First Lady Chirlane McCray helped organize the show.
Sarah Cascone ShareShare This Article
What was life like for New Yorkers in 1799? A new art exhibition at Grace Mansion, soon to reopen for public tours for the first time since Mayor Bill de Blasio took office, looks to tell the story of the city’s formative years through art and historic documents.
“Windows on the City: Looking Out at Gracie’s New York,” is curated by Kalia Brooks, who only had eight months to put together the show—”the fastest I’ve ever worked in curating an exhibition,” she told artnet News at a press preview—with historical input from Paul Gunther, executive director of the Gracie Mansion Conservancy.

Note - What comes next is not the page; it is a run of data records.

//! Nachrichten-Log – Begrenzte, geordnete Aufzeichnung aller Chat-Ereignisse
//!
//! Ein strikt begrenztes FIFO: Anfuegen am Ende, bei Ueberlauf faellt die
//! aelteste Nachricht heraus. Kein Cache, keine Recency-Semantik, keine
//! Mutation vergangener Eintraege. Der gesamte Vertrag ist
//! Append-only + Eviction.

use parking_lot::Mutex;
use plausch_core::types::{ConnectionId, NachrichtenArt};
use plausch_protocol::event::{ChatNachricht, MedienInfo};
use std::collections::VecDeque;
use std::sync::Arc;

use crate::error::{RelayError, RelayResult};
use crate::registry::ConnectionRegistry;

/// Standard-Kapazitaet des Logs
pub const STANDARD_KAPAZITAET: usize = 100;

/// Begrenztes, geordnetes Nachrichten-Log
///
/// Thread-safe via Arc + Mutex; ID-Vergabe und Eviction passieren in
/// derselben kurzen kritischen Sektion, damit die IDs im Verlauf strikt
/// steigend bleiben.
#[derive(Clone)]
pub struct MessageLog {
    inner: Arc<MessageLogInner>,
}

struct MessageLogInner {
    registry: ConnectionRegistry,
    zustand: Mutex<LogZustand>,
    kapazitaet: usize,
}

struct LogZustand {
    nachrichten: VecDeque<ChatNachricht>,
    naechste_id: u64,
}

impl MessageLog {
    /// Erstellt ein neues MessageLog
    pub fn neu(registry: ConnectionRegistry, kapazitaet: usize) -> Self {
        Self {
            inner: Arc::new(MessageLogInner {
                registry,
                zustand: Mutex::new(LogZustand {
                    nachrichten: VecDeque::with_capacity(kapazitaet),
                    naechste_id: 1,
                }),
                kapazitaet,
            }),
        }
    }

    /// Haengt eine Nachricht an und gibt den gespeicherten Record zurueck
    ///
    /// Schlaegt mit `NichtRegistriert` fehl wenn der Absender der Registry
    /// nicht bekannt ist (beliebiger Status). Username und Avatar werden
    /// denormalisiert: die Nachricht bleibt auch nach Trennung des
    /// Absenders vollstaendig.
    pub fn anhaengen(
        &self,
        sender_id: ConnectionId,
        kind: NachrichtenArt,
        body: Option<String>,
        media: Option<MedienInfo>,
    ) -> RelayResult<ChatNachricht> {
        let verbindung = self
            .inner
            .registry
            .verbindung(&sender_id)
            .ok_or(RelayError::NichtRegistriert(sender_id))?;

        let jetzt = chrono::Utc::now();
        // Text-Nachrichten tragen nie einen Medien-Verweis
        let media = if kind.ist_medien() { media } else { None };

        let mut zustand = self.inner.zustand.lock();
        let nachricht = ChatNachricht {
            id: zustand.naechste_id,
            sender_id,
            username: verbindung.username,
            avatar: verbindung.avatar,
            kind,
            body: body.unwrap_or_default(),
            media,
            timestamp: jetzt.format("%H:%M").to_string(),
            sent_at: jetzt,
        };
        zustand.naechste_id += 1;
        zustand.nachrichten.push_back(nachricht.clone());

        // Aelteste zuerst verdraengen
        while zustand.nachrichten.len() > self.inner.kapazitaet {
            zustand.nachrichten.pop_front();
        }
        drop(zustand);

        tracing::debug!(
            message_id = nachricht.id,
            sender_id = %sender_id,
            kind = ?kind,
            "Nachricht angehaengt"
        );
        Ok(nachricht)
    }

    /// Gibt das aktuelle Log in Einfuege-Reihenfolge zurueck, aelteste zuerst
    pub fn verlauf(&self) -> Vec<ChatNachricht> {
        self.inner.zustand.lock().nachrichten.iter().cloned().collect()
    }

    /// Gibt die Anzahl der gehaltenen Nachrichten zurueck
    pub fn anzahl(&self) -> usize {
        self.inner.zustand.lock().nachrichten.len()
    }
}

// ---------------------------------------------------------------------------
// Tests
// ---------------------------------------------------------------------------

#[cfg(test)]
mod tests {
    use super::*;
    use std::time::Duration;
    use tokio::sync::watch;

    fn test_umgebung() -> (ConnectionRegistry, MessageLog, ConnectionId) {
        let (tx, rx) = watch::channel(false);
        std::mem::forget(tx);
        let registry = ConnectionRegistry::neu(Duration::from_secs(60), rx);
        let log = MessageLog::neu(registry.clone(), STANDARD_KAPAZITAET);
        let id = ConnectionId::new();
        registry.registrieren(id, "sender", None).unwrap();
        (registry, log, id)
    }

    #[tokio::test]
    async fn anhaengen_und_verlauf() {
        let (_registry, log, id) = test_umgebung();

        let n = log
            .anhaengen(id, NachrichtenArt::Text, Some("Hallo".into()), None)
            .unwrap();
        assert_eq!(n.id, 1);
        assert_eq!(n.body, "Hallo");
        assert_eq!(n.username, "sender");

        let verlauf = log.verlauf();
        assert_eq!(verlauf.len(), 1);
        assert_eq!(verlauf[0].id, 1);
    }

    #[tokio::test]
    async fn unbekannter_absender_wird_abgelehnt() {
        let (_registry, log, _id) = test_umgebung();

        let result = log.anhaengen(
            ConnectionId::new(),
            NachrichtenArt::Text,
            Some("verloren".into()),
            None,
        );
        assert!(matches!(result, Err(RelayError::NichtRegistriert(_))));
        assert_eq!(log.anzahl(), 0, "kein Broadcast, kein Eintrag");
    }

    #[tokio::test]
    async fn offline_markierter_absender_bleibt_bekannt() {
        let (registry, log, id) = test_umgebung();
        registry.offline_markieren(&id);

        // "Bekannt" heisst beliebiger Status – offline reicht
        let result = log.anhaengen(id, NachrichtenArt::Text, Some("noch da".into()), None);
        assert!(result.is_ok());
    }

    #[tokio::test]
    async fn begrenzung_auf_kapazitaet() {
        let (_registry, log, id) = test_umgebung();

        for i in 0..150 {
            log.anhaengen(id, NachrichtenArt::Text, Some(format!("n{}", i)), None)
                .unwrap();
        }

        let verlauf = log.verlauf();
        assert_eq!(verlauf.len(), STANDARD_KAPAZITAET);

        // Genau die letzten 100, aelteste zuerst, IDs strikt steigend
        assert_eq!(verlauf[0].id, 51);
        assert_eq!(verlauf[99].id, 150);
        for fenster in verlauf.windows(2) {
            assert!(fenster[0].id < fenster[1].id);
        }
        assert_eq!(verlauf[0].body, "n50");
        assert_eq!(verlauf[99].body, "n149");
    }

    #[tokio::test]
    async fn text_nachricht_verliert_medien_verweis() {
        let (_registry, log, id) = test_umgebung();

        let n = log
            .anhaengen(
                id,
                NachrichtenArt::Text,
                Some("nur text".into()),
                Some(MedienInfo {
                    url: "/uploads/x".into(),
                    original_name: "x".into(),
                    size_bytes: 1,
                }),
            )
            .unwrap();
        assert!(n.media.is_none());
    }

    #[tokio::test]
    async fn medien_nachricht_mit_leerem_body() {
        let (_registry, log, id) = test_umgebung();

        let n = log
            .anhaengen(
                id,
                NachrichtenArt::Sprache,
                None,
                Some(MedienInfo {
                    url: "/uploads/voice/a.ogg".into(),
                    original_name: "aufnahme.ogg".into(),
                    size_bytes: 2048,
                }),
            )
            .unwrap();
        assert_eq!(n.body, "");
        assert_eq!(n.media.as_ref().unwrap().size_bytes, 2048);
    }
}
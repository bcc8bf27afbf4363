use crate::error::{Result, ValidateError};
use anyhow::Context;
use serde::{Deserialize, Serialize};
use std::path::Path;
use wiring_graph::ForestOptions;

/// Knobs of the validation pass, usually read from a `wiring.toml`
#[derive(Debug, Clone, PartialEq, Eq, Serialize, Deserialize)]
#[serde(default, deny_unknown_fields)]
pub struct ValidationOptions {
    /// Report mandatory warnings as errors
    pub strict_mode: bool,

    /// Encounter paths listed per diagnostic; the rest are counted
    pub max_issue_encounter_paths: usize,

    /// Sort lists by element dependencies unless `@DeclareList` says otherwise
    pub order_lists_by_default: bool,
}

impl Default for ValidationOptions {
    fn default() -> Self {
        Self {
            strict_mode: false,
            max_issue_encounter_paths: 5,
            order_lists_by_default: true,
        }
    }
}

impl ValidationOptions {
    /// Load and validate options from a TOML file
    pub fn load(path: &Path) -> anyhow::Result<Self> {
        let text = std::fs::read_to_string(path)
            .with_context(|| format!("Failed to read validation options {}", path.display()))?;
        Self::from_toml_str(&text)
            .with_context(|| format!("Failed to load validation options {}", path.display()))
    }

    pub fn from_toml_str(text: &str) -> anyhow::Result<Self> {
        let options: Self = toml::from_str(text).context("Invalid TOML")?;
        options.validate()?;
        Ok(options)
    }

    /// Validate configuration
    pub fn validate(&self) -> Result<()> {
        if self.max_issue_encounter_paths == 0 {
            return Err(ValidateError::InvalidOptions(
                "max_issue_encounter_paths must be > 0".to_string(),
            ));
        }
        Ok(())
    }

    /// Options for the graph forest the pass runs on
    pub fn forest_options(&self) -> ForestOptions {
        ForestOptions {
            order_lists_by_default: self.order_lists_by_default,
        }
    }
}
use crate::types::*;
use std::collections::{HashMap, HashSet};
use std::rc::Rc;
use wiring_lang::TypeRef;
use wiring_model::{
    resolve_conditionals, BindingDecl, BindingDeclKind, BindingScope, BindingTarget, ClassBacked,
    CollectionKind, Conditional, ConditionalPresence, CreatorInputKind, Issue, ModelContext, Node,
    Scope, Variant,
};

/// How a module-declared binding fares in a particular graph
enum DeclPresence {
    Present(Scope),
    /// Condition can never hold; excluded but still claims its node
    Never,
    /// `onlyIn` does not match the graph's variant
    Filtered,
}

/// Builds every component placement and its explicit bindings.
///
/// Implicit bindings are not created here; the forest creates them on first
/// lookup.
pub(crate) struct ForestBuilder<'cx> {
    cx: &'cx ModelContext,
    graphs: Vec<BindingGraph>,
    bindings: Vec<Rc<Binding>>,
    /// Never-excluded explicit bindings per graph: node -> origin
    excluded: HashMap<(GraphId, Node), String>,
}
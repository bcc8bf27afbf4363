use crate::annotation::{Annotated, Annotation};
use crate::types::TypeRef;
use serde::{Deserialize, Serialize};

/// Kind of a declared type
#[derive(Debug, Clone, Copy, PartialEq, Eq, Hash, Serialize, Deserialize, Default)]
#[serde(rename_all = "snake_case")]
pub enum DeclKind {
    #[default]
    Class,
    Interface,
    Annotation,
    /// Singleton object; all of its members behave as static
    Object,
}

#[derive(Debug, Clone, Copy, PartialEq, Eq, Hash, PartialOrd, Ord, Serialize, Deserialize, Default)]
#[serde(rename_all = "snake_case")]
pub enum Visibility {
    #[default]
    Public,
    Internal,
    Private,
}

/// Declared type with its members
#[derive(Debug, Clone, PartialEq, Eq, Serialize, Deserialize)]
pub struct TypeDecl {
    /// Fully qualified name, also the lookup key in the oracle
    pub name: String,

    #[serde(default)]
    pub kind: DeclKind,

    #[serde(default)]
    pub visibility: Visibility,

    #[serde(default)]
    pub is_abstract: bool,

    #[serde(default)]
    pub annotations: Vec<Annotation>,

    #[serde(default)]
    pub constructors: Vec<FunctionDecl>,

    /// Methods in declaration order (order matters for multi-bindings)
    #[serde(default)]
    pub methods: Vec<FunctionDecl>,

    #[serde(default)]
    pub fields: Vec<FieldDecl>,

    /// Direct super types (classes and interfaces)
    #[serde(default)]
    pub super_types: Vec<TypeRef>,

    /// Names of nested type declarations
    #[serde(default)]
    pub nested: Vec<String>,
}

/// Constructor or method
#[derive(Debug, Clone, PartialEq, Eq, Serialize, Deserialize)]
pub struct FunctionDecl {
    pub name: String,

    #[serde(default)]
    pub annotations: Vec<Annotation>,

    #[serde(default)]
    pub params: Vec<ParamDecl>,

    #[serde(default = "void")]
    pub return_type: TypeRef,

    #[serde(default)]
    pub is_static: bool,

    #[serde(default)]
    pub is_abstract: bool,

    #[serde(default)]
    pub visibility: Visibility,
}

#[derive(Debug, Clone, PartialEq, Eq, Serialize, Deserialize)]
pub struct ParamDecl {
    pub name: String,
    pub ty: TypeRef,
    #[serde(default)]
    pub annotations: Vec<Annotation>,
}

#[derive(Debug, Clone, PartialEq, Eq, Serialize, Deserialize)]
pub struct FieldDecl {
    pub name: String,
    pub ty: TypeRef,
    #[serde(default)]
    pub annotations: Vec<Annotation>,
    #[serde(default)]
    pub is_static: bool,
    #[serde(default)]
    pub visibility: Visibility,
}

fn void() -> TypeRef {
    TypeRef::Void
}

/// Field or zero-argument method, as used by condition paths
#[derive(Debug, Clone, Copy)]
pub enum Member<'a> {
    Field(&'a FieldDecl),
    Method(&'a FunctionDecl),
}

impl Member<'_> {
    pub fn name(&self) -> &str {
        match self {
            Self::Field(field) => &field.name,
            Self::Method(method) => &method.name,
        }
    }

    pub fn ty(&self) -> &TypeRef {
        match self {
            Self::Field(field) => &field.ty,
            Self::Method(method) => &method.return_type,
        }
    }

    pub fn is_static(&self) -> bool {
        match self {
            Self::Field(field) => field.is_static,
            Self::Method(method) => method.is_static,
        }
    }

    pub fn visibility(&self) -> Visibility {
        match self {
            Self::Field(field) => field.visibility,
            Self::Method(method) => method.visibility,
        }
    }
}

impl TypeDecl {
    pub fn new(name: impl Into<String>, kind: DeclKind) -> Self {
        Self {
            name: name.into(),
            kind,
            visibility: Visibility::Public,
            is_abstract: false,
            annotations: Vec::new(),
            constructors: Vec::new(),
            methods: Vec::new(),
            fields: Vec::new(),
            super_types: Vec::new(),
            nested: Vec::new(),
        }
    }

    /// Type reference naming this declaration (no type arguments)
    pub fn as_type(&self) -> TypeRef {
        TypeRef::named(self.name.clone())
    }

    /// Interfaces and abstract classes
    pub fn is_abstract_type(&self) -> bool {
        self.is_abstract || self.kind == DeclKind::Interface
    }

    pub fn is_object(&self) -> bool {
        self.kind == DeclKind::Object
    }

    /// Looks up a field or a parameterless method by name; fields win
    pub fn member(&self, name: &str) -> Option<Member<'_>> {
        self.fields
            .iter()
            .find(|f| f.name == name)
            .map(Member::Field)
            .or_else(|| {
                self.methods
                    .iter()
                    .find(|m| m.name == name && m.params.is_empty())
                    .map(Member::Method)
            })
    }

    /// Public no-argument constructor (or implicit default) on a concrete class
    pub fn has_default_constructor(&self) -> bool {
        if self.is_abstract_type() || self.kind == DeclKind::Annotation {
            return false;
        }
        if self.is_object() || self.constructors.is_empty() {
            return true;
        }
        self.constructors
            .iter()
            .any(|c| c.params.is_empty() && c.visibility != Visibility::Private)
    }
}

impl FunctionDecl {
    pub fn new(name: impl Into<String>, return_type: TypeRef) -> Self {
        Self {
            name: name.into(),
            annotations: Vec::new(),
            params: Vec::new(),
            return_type,
            is_static: false,
            is_abstract: false,
            visibility: Visibility::Public,
        }
    }

    #[must_use]
    pub fn param(mut self, name: impl Into<String>, ty: TypeRef) -> Self {
        self.params.push(ParamDecl::new(name, ty));
        self
    }

    #[must_use]
    pub fn param_with(mut self, param: ParamDecl) -> Self {
        self.params.push(param);
        self
    }

    #[must_use]
    pub fn annotated(mut self, annotation: Annotation) -> Self {
        self.annotations.push(annotation);
        self
    }

    #[must_use]
    pub fn abstract_(mut self) -> Self {
        self.is_abstract = true;
        self
    }

    #[must_use]
    pub fn static_(mut self) -> Self {
        self.is_static = true;
        self
    }

    #[must_use]
    pub fn private(mut self) -> Self {
        self.visibility = Visibility::Private;
        self
    }
}

impl ParamDecl {
    pub fn new(name: impl Into<String>, ty: TypeRef) -> Self {
        Self {
            name: name.into(),
            ty,
            annotations: Vec::new(),
        }
    }

    #[must_use]
    pub fn annotated(mut self, annotation: Annotation) -> Self {
        self.annotations.push(annotation);
        self
    }
}

impl FieldDecl {
    pub fn new(name: impl Into<String>, ty: TypeRef) -> Self {
        Self {
            name: name.into(),
            ty,
            annotations: Vec::new(),
            is_static: false,
            visibility: Visibility::Public,
        }
    }

    #[must_use]
    pub fn annotated(mut self, annotation: Annotation) -> Self {
        self.annotations.push(annotation);
        self
    }

    #[must_use]
    pub fn static_(mut self) -> Self {
        self.is_static = true;
        self
    }
}

impl Annotated for TypeDecl {
    fn annotations(&self) -> &[Annotation] {
        &self.annotations
    }
}

impl Annotated for FunctionDecl {
    fn annotations(&self) -> &[Annotation] {
        &self.annotations
    }
}

impl Annotated for ParamDecl {
    fn annotations(&self) -> &[Annotation] {
        &self.annotations
    }
}

impl Annotated for FieldDecl {
    fn annotations(&self) -> &[Annotation] {
        &self.annotations
    }
}
use crate::cache::Memo;
use crate::condition::Conditional;
use crate::context::ModelContext;
use crate::declared::{ClassBacked, DeclaredType};
use crate::error::Result;
use crate::implicit::{injected_members, InjectedMember};
use crate::issue::Issue;
use crate::module::ModuleModel;
use crate::node::{Dependency, Node};
use crate::variant::FlavorModel;
use std::collections::{HashSet, VecDeque};
use std::fmt;
use std::rc::Rc;
use wiring_lang::{names, Annotated, Annotation, BuiltinAnnotations, FunctionDecl, TypeDecl, TypeRef};

/// Zero-argument abstract accessor on a component
#[derive(Debug, Clone)]
pub struct EntryPoint {
    pub name: String,
    pub dependency: Dependency,
}

impl fmt::Display for EntryPoint {
    fn fmt(&self, f: &mut fmt::Formatter<'_>) -> fmt::Result {
        write!(f, "entry-point {}: {}", self.name, self.dependency)
    }
}

/// `fun inject(target: T)` on a component
#[derive(Debug, Clone)]
pub struct MembersInjectorModel {
    pub name: String,
    pub injectee: TypeRef,
    pub members: Vec<InjectedMember>,
}

impl fmt::Display for MembersInjectorModel {
    fn fmt(&self, f: &mut fmt::Formatter<'_>) -> fmt::Result {
        write!(f, "injector-fun {}({})", self.name, self.injectee)
    }
}

/// Another component-like type whose getters supply bindings
#[derive(Debug, Clone)]
pub struct ComponentDependencyModel {
    pub ty: TypeRef,
    /// (getter name, exposed node)
    pub exposed: Vec<(String, Node)>,
}

#[derive(Debug, Clone, PartialEq, Eq)]
pub enum CreatorInputKind {
    /// `@BindsInstance` value bound to a node
    Instance(Node),
    Module(TypeRef),
    Dependency(TypeRef),
    /// Neither a module, a declared dependency, nor `@BindsInstance`
    Unknown(TypeRef),
}

#[derive(Debug, Clone, PartialEq, Eq)]
pub struct CreatorInput {
    pub name: String,
    pub kind: CreatorInputKind,
}

impl fmt::Display for CreatorInput {
    fn fmt(&self, f: &mut fmt::Formatter<'_>) -> fmt::Result {
        match &self.kind {
            CreatorInputKind::Instance(node) => write!(f, "@BindsInstance {}: {node}", self.name),
            CreatorInputKind::Module(ty) => write!(f, "module {}: {ty}", self.name),
            CreatorInputKind::Dependency(ty) => write!(f, "dependency {}: {ty}", self.name),
            CreatorInputKind::Unknown(ty) => write!(f, "{}: {ty}", self.name),
        }
    }
}

/// A nested `@Component.Builder` type
#[derive(Debug)]
pub struct CreatorModel {
    declared: DeclaredType,
    factory_method: Option<String>,
    inputs: Vec<CreatorInput>,
    issues: Vec<Issue>,
}

impl CreatorModel {
    fn build(
        cx: &ModelContext,
        decl: &TypeDecl,
        component: &TypeRef,
        dependencies: &[TypeRef],
    ) -> Self {
        let ty = decl.as_type();
        let mut factory_method = None;
        let mut inputs = Vec::new();
        let mut issues = Vec::new();

        if !decl.is_abstract_type() {
            issues.push(Issue::error(format!("creator {ty} must be abstract")));
        }

        for method in decl.methods.iter().filter(|m| m.is_abstract) {
            if cx.oracle().is_assignable(component, &method.return_type) && !method.return_type.is_void() {
                if factory_method.is_some() {
                    issues.push(Issue::error(format!(
                        "creator {ty} declares several factory methods"
                    )));
                }
                factory_method = Some(method.name.clone());
                for param in &method.params {
                    inputs.push(classify_input(cx, &param.name, &param.ty, param, dependencies));
                }
            } else if method.params.len() == 1
                && (method.return_type.is_void() || method.return_type == ty)
            {
                let param = &method.params[0];
                let bound = if method.has_annotation(names::BINDS_INSTANCE) {
                    method as &dyn Annotated
                } else {
                    param as &dyn Annotated
                };
                inputs.push(classify_input(cx, &method.name, &param.ty, bound, dependencies));
            } else {
                issues.push(Issue::error(format!(
                    "unrecognized creator method {}.{}",
                    ty.simple_name(),
                    method.name
                )));
            }
        }

        if factory_method.is_none() {
            issues.push(Issue::error(format!(
                "creator {ty} must declare a factory method returning {component}"
            )));
        }

        Self {
            declared: DeclaredType::resolve(cx, &ty),
            factory_method,
            inputs,
            issues,
        }
    }

    pub fn factory_method(&self) -> Option<&str> {
        self.factory_method.as_deref()
    }

    /// Setter inputs first, then factory parameters, in declaration order
    pub fn inputs(&self) -> &[CreatorInput] {
        &self.inputs
    }

    pub fn issues(&self) -> &[Issue] {
        &self.issues
    }
}

impl ClassBacked for CreatorModel {
    fn declared(&self) -> &DeclaredType {
        &self.declared
    }
}

fn classify_input(
    cx: &ModelContext,
    name: &str,
    ty: &TypeRef,
    annotated: &dyn Annotated,
    dependencies: &[TypeRef],
) -> CreatorInput {
    let kind = if annotated.has_annotation(names::BINDS_INSTANCE) {
        let qualifier = cx.qualifier_of(annotated);
        CreatorInputKind::Instance(cx.node(ty, qualifier))
    } else if dependencies.contains(ty) {
        CreatorInputKind::Dependency(ty.clone())
    } else if cx
        .oracle()
        .declaration_of(ty)
        .is_some_and(|d| d.has_annotation(names::MODULE))
    {
        CreatorInputKind::Module(ty.clone())
    } else {
        CreatorInputKind::Unknown(ty.clone())
    };
    CreatorInput {
        name: name.to_string(),
        kind,
    }
}

/// A `@Component` type.
#[derive(Debug)]
pub struct ComponentModel {
    declared: DeclaredType,
    is_root: bool,
    scopes: Vec<Annotation>,
    variant: Vec<Rc<FlavorModel>>,
    modules: Vec<TypeRef>,
    dependencies: Vec<ComponentDependencyModel>,
    entry_points: Vec<EntryPoint>,
    members_injectors: Vec<MembersInjectorModel>,
    creators: Vec<CreatorModel>,
    conditionals: Vec<Conditional>,
    requires_synchronized_access: bool,
    issues: Vec<Issue>,
    module_closure: Memo<Vec<Rc<ModuleModel>>>,
}

impl ComponentModel {
    pub(crate) fn build(cx: &ModelContext, ty: &TypeRef) -> Self {
        let mut model = Self {
            declared: DeclaredType::resolve(cx, ty),
            is_root: false,
            scopes: Vec::new(),
            variant: Vec::new(),
            modules: Vec::new(),
            dependencies: Vec::new(),
            entry_points: Vec::new(),
            members_injectors: Vec::new(),
            creators: Vec::new(),
            conditionals: Vec::new(),
            requires_synchronized_access: false,
            issues: Vec::new(),
            module_closure: Memo::new("module closure"),
        };

        let Some(decl) = model.declared.decl().cloned() else {
            model.issues.push(Issue::error(format!("component {ty} is not declared")));
            return model;
        };
        let Some(annotation) = decl.component_annotation() else {
            model.issues.push(Issue::error(format!(
                "{ty} is not a component: missing @{}",
                names::COMPONENT
            )));
            return model;
        };

        if !decl.is_abstract_type() {
            model.issues.push(Issue::error(format!("component {ty} must be abstract")));
        }

        model.is_root = annotation.is_root;
        model.requires_synchronized_access = annotation.multi_thread_access;
        model.scopes = cx.binding_scope(decl.as_ref()).scopes().to_vec();
        model.variant = annotation.variant.iter().map(|f| cx.flavor(f)).collect();
        model.modules = annotation.modules;
        model.conditionals = cx.conditionals(decl.as_ref());
        model.dependencies = annotation
            .dependencies
            .iter()
            .map(|dep| component_dependency(cx, dep, &mut model.issues))
            .collect();

        for method in decl.methods.iter().filter(|m| m.is_abstract) {
            model.add_method(cx, method);
        }

        let dependency_types: Vec<TypeRef> = model.dependencies.iter().map(|d| d.ty.clone()).collect();
        for nested in &decl.nested {
            let Some(nested_decl) = cx.oracle().declaration(nested) else {
                continue;
            };
            if nested_decl.has_annotation(names::COMPONENT_BUILDER) {
                model
                    .creators
                    .push(CreatorModel::build(cx, &nested_decl, ty, &dependency_types));
            }
        }

        log::trace!(
            "Component {ty}: {} entry points, {} modules, {} creators",
            model.entry_points.len(),
            model.modules.len(),
            model.creators.len()
        );
        model
    }

    fn add_method(&mut self, cx: &ModelContext, method: &FunctionDecl) {
        match (method.params.as_slice(), method.return_type.is_void()) {
            ([], false) => self.entry_points.push(EntryPoint {
                name: method.name.clone(),
                dependency: cx.dependency(&method.return_type, &method.annotations),
            }),
            ([param], true) => {
                let (members, issues) = injected_members(cx, &param.ty);
                self.issues.extend(issues);
                self.members_injectors.push(MembersInjectorModel {
                    name: method.name.clone(),
                    injectee: param.ty.clone(),
                    members,
                });
            }
            _ => self.issues.push(Issue::error(format!(
                "unrecognized component method {}.{}",
                self.simple_name(),
                method.name
            ))),
        }
    }

    pub fn is_root(&self) -> bool {
        self.is_root
    }

    pub fn scopes(&self) -> &[Annotation] {
        &self.scopes
    }

    /// Flavors declared by this component itself
    pub fn own_variant(&self) -> &[Rc<FlavorModel>] {
        &self.variant
    }

    /// Directly declared modules
    pub fn modules(&self) -> &[TypeRef] {
        &self.modules
    }

    pub fn dependencies(&self) -> &[ComponentDependencyModel] {
        &self.dependencies
    }

    pub fn entry_points(&self) -> &[EntryPoint] {
        &self.entry_points
    }

    pub fn members_injectors(&self) -> &[MembersInjectorModel] {
        &self.members_injectors
    }

    /// Every nested creator; more than one is a validation error
    pub fn creators(&self) -> &[CreatorModel] {
        &self.creators
    }

    pub fn creator(&self) -> Option<&CreatorModel> {
        self.creators.first()
    }

    pub fn conditionals(&self) -> &[Conditional] {
        &self.conditionals
    }

    pub fn requires_synchronized_access(&self) -> bool {
        self.requires_synchronized_access
    }

    pub fn issues(&self) -> &[Issue] {
        &self.issues
    }

    /// Declared modules plus everything they transitively include, each
    /// module once, in breadth-first order.
    pub fn module_closure(&self, cx: &ModelContext) -> Result<&[Rc<ModuleModel>]> {
        self.module_closure
            .get_or_compute(|| {
                let mut seen = HashSet::new();
                let mut queue: VecDeque<TypeRef> = self.modules.iter().cloned().collect();
                let mut closure = Vec::new();
                while let Some(ty) = queue.pop_front() {
                    if !seen.insert(ty.clone()) {
                        continue;
                    }
                    let module = cx.module(&ty);
                    queue.extend(module.includes().iter().cloned());
                    closure.push(module);
                }
                closure
            })
            .map(Vec::as_slice)
    }

    /// Child components installed through the module closure
    pub fn child_components(&self, cx: &ModelContext) -> Result<Vec<TypeRef>> {
        let mut children: Vec<TypeRef> = Vec::new();
        for module in self.module_closure(cx)? {
            for child in module.subcomponents() {
                if !children.contains(child) {
                    children.push(child.clone());
                }
            }
        }
        Ok(children)
    }
}

impl ClassBacked for ComponentModel {
    fn declared(&self) -> &DeclaredType {
        &self.declared
    }
}

fn component_dependency(cx: &ModelContext, ty: &TypeRef, issues: &mut Vec<Issue>) -> ComponentDependencyModel {
    let mut exposed = Vec::new();
    match cx.oracle().declaration_of(ty) {
        None => issues.push(Issue::error(format!("component dependency {ty} is not declared"))),
        Some(decl) => {
            for method in &decl.methods {
                if method.params.is_empty() && !method.return_type.is_void() && !method.is_static {
                    let qualifier = cx.qualifier_of(method);
                    exposed.push((method.name.clone(), cx.node(&method.return_type, qualifier)));
                }
            }
        }
    }
    ComponentDependencyModel {
        ty: ty.clone(),
        exposed,
    }
}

It was First Lady Chirlane McCray who wanted artwork that would tell the story of that diverse cultural, political, and racial make-up of the city back when Gracie Mansion was built in 1799. “The first lady was involved in every aspect of this installation,” said Gunther. “It was really her mandate.”
“When we look back, we are reminded that diversity is this city’s DNA. We flourish when we celebrate and encourage our bounty of difference,” explained McCray in a statement. “That’s the story this installation tells.”
“To find works that reflect the diversity was a wonderful surprise,” added Brooks, who normally works with contemporary art. In researching the exhibition, she realized that many of the hot button issues of 1799 remain all too relevant in the present day, such as “immigration [and] conditions of the working class.”
All in all, the show brings 49 new works to the mansion, which are on loan from various public collections. Another 15 works were taken down, many of which were either long-term loans that were due to be returned or 20th century decorative works. (Claims that a portrait of George Washington was evicted to make way for Frederick Douglass were mistaken, and a portrait of Susan Wagner, who lends her name to the mansion’s Wagner Wing, built in the 1960s, is undergoing cleaning and conversation and is scheduled to return.)
The exhibition highlights the economic activity of a vibrant port city, such as the raucous street vendors, shouting about their wares. “The Cries of New York,” a suite of peddler portraits by Nicolino Calyo, is paired with modern recreations of these cries based on scholarly research. “New York was extremely cacophonous in this period,” said Gunther, noting that Gracie Mansion, built five miles north of the city limits with a stunning view of the East River, “was the Hamptons.”
Tontine Coffee House, a Francis Guy landscape painting, depicts the forerunner of the New York Stock Exchange, located just down the street from what was known as the “Meal Market.” Despite the innocuous name, this was the “second biggest slave market in America after Charleston, right at the foot of Wall Street,” explained Gunther.
The decline of slavery, however, is seen in a copy of New York’s Gradual Emancipation Act of 1799, which ensured that any children born of a slave would be freed upon entering adulthood.
“The discourse of freedom was on everyone’s mind; it was part of the zeitgeist of the moment,” said Brooks. Gunther compared the legislation to the Dream Act, which helps immigrant children receive citizenship, in that it creates a distinction between how different generations are treated by the government.
The show also includes Native American artifacts on loan from the Smithsonian’s National Museum of the American Indian, such as a tomahawk and glass beads that were created by European settlers to trade with the Indians.
The works will remain on view through at least the end of 2016. The Conservancy has not finalized plans for 2017, which marks the 75th anniversary of the mansion’s life as the mayoral mansion.
A Gracie Mansion open house, set for this Sunday, October 25, is already sold out, but New Yorkers will get a second chance to stop in at a Halloween party on October 30 and October 31—provided they are accompanied by children between 5 and 10—and at 45 minute tours that begin November 10. Tickets are free of charge, and will be available online.